EXERCISE INSTRUCTIONS: Which lines in the records below contain the word "axis"? Return each of them.

RECORDS SHOWN:
● ● ●

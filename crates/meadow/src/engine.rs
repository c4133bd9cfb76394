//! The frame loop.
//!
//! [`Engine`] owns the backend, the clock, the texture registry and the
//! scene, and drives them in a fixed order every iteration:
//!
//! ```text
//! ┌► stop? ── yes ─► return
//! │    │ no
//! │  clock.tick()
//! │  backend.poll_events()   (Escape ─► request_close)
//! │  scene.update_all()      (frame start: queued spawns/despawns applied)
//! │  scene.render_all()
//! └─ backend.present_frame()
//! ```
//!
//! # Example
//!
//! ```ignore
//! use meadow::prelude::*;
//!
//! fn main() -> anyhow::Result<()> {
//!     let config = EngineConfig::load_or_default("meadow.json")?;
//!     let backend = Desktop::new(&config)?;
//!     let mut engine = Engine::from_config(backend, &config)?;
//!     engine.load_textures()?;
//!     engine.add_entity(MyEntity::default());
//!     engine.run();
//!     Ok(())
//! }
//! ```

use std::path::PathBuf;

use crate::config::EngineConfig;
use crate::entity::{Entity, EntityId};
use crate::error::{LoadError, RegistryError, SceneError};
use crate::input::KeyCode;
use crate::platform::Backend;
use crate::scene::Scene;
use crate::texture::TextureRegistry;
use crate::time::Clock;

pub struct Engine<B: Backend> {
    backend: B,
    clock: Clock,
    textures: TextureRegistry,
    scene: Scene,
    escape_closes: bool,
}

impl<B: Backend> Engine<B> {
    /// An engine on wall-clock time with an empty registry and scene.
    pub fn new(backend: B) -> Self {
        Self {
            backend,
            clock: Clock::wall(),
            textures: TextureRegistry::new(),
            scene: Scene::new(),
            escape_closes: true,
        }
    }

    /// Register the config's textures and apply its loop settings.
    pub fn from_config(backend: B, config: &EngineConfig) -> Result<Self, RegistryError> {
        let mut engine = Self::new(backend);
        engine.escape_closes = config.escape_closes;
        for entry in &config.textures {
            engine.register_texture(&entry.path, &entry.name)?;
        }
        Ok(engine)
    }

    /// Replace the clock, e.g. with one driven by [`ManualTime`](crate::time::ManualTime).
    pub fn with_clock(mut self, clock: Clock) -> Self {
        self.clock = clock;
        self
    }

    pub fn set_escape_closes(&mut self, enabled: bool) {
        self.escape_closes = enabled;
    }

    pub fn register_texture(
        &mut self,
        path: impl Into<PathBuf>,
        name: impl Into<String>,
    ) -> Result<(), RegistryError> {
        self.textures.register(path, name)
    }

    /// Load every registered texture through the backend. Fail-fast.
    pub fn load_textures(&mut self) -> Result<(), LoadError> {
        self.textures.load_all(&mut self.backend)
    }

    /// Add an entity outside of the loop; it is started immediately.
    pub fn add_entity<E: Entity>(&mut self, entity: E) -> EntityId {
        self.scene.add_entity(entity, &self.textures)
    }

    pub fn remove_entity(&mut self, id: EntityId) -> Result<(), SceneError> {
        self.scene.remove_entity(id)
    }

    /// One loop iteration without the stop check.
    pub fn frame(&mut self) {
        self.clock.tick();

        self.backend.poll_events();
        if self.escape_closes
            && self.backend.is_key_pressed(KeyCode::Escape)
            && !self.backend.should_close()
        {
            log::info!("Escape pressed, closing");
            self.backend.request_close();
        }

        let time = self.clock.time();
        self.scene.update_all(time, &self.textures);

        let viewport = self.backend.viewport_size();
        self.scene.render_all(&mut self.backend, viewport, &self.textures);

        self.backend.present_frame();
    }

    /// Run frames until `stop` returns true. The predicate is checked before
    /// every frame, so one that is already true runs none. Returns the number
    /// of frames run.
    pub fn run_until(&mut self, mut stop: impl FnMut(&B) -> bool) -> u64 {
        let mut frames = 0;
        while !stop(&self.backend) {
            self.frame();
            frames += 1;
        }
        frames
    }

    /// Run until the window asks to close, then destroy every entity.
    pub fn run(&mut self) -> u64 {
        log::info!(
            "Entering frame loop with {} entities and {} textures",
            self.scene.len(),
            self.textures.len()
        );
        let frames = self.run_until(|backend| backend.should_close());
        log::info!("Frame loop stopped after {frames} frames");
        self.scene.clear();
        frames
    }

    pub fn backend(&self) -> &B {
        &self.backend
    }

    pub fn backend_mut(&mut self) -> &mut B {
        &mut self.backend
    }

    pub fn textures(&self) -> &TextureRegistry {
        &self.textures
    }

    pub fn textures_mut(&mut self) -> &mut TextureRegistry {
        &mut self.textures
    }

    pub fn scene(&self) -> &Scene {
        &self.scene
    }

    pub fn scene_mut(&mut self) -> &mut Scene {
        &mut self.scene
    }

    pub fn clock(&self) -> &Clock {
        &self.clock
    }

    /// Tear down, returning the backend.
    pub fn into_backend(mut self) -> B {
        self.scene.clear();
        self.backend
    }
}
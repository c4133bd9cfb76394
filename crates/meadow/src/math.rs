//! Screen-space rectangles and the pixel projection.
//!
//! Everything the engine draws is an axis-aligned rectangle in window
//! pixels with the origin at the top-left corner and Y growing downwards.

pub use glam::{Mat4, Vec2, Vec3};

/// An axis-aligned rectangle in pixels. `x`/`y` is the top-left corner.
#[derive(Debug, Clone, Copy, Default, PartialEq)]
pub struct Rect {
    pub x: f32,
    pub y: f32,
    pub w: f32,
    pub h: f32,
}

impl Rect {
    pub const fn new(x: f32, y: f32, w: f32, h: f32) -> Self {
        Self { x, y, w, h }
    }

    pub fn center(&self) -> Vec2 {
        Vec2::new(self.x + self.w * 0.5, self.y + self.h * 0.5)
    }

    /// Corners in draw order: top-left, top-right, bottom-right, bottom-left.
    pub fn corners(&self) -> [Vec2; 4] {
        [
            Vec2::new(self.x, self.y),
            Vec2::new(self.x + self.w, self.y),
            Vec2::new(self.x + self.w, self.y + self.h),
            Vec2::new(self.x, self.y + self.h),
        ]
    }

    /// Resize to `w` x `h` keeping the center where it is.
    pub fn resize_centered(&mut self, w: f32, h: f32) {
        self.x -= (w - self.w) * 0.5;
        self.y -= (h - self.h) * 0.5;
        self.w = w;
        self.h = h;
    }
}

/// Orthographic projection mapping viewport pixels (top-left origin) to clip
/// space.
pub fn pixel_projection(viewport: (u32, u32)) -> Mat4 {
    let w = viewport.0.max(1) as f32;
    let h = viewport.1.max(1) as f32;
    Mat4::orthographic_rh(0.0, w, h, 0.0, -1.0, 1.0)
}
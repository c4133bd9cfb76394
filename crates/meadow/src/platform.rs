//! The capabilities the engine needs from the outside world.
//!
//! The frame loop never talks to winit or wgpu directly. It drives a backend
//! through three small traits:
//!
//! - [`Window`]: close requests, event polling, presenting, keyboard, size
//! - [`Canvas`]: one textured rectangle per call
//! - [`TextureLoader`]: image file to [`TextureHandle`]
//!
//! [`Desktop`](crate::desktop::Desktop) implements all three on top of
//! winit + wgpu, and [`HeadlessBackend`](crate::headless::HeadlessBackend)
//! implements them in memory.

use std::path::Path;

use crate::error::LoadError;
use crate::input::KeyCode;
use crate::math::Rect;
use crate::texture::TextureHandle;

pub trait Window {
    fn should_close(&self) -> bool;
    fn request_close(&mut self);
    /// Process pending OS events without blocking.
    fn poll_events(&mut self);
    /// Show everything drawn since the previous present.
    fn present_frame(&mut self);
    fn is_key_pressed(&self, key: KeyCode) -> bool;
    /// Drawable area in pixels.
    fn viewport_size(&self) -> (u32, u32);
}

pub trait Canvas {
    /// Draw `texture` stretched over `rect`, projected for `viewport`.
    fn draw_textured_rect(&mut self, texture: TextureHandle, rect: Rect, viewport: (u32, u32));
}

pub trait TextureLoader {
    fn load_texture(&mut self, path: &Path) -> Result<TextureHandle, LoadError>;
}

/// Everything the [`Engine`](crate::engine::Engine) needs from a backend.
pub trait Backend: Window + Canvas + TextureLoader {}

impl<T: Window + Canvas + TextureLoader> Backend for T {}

● ● ●

RESPONSE TO THIS TASK:
//! Everything the engine draws is an axis-aligned rectangle in window
/// An axis-aligned rectangle in pixels. `x`/`y` is the top-left corner.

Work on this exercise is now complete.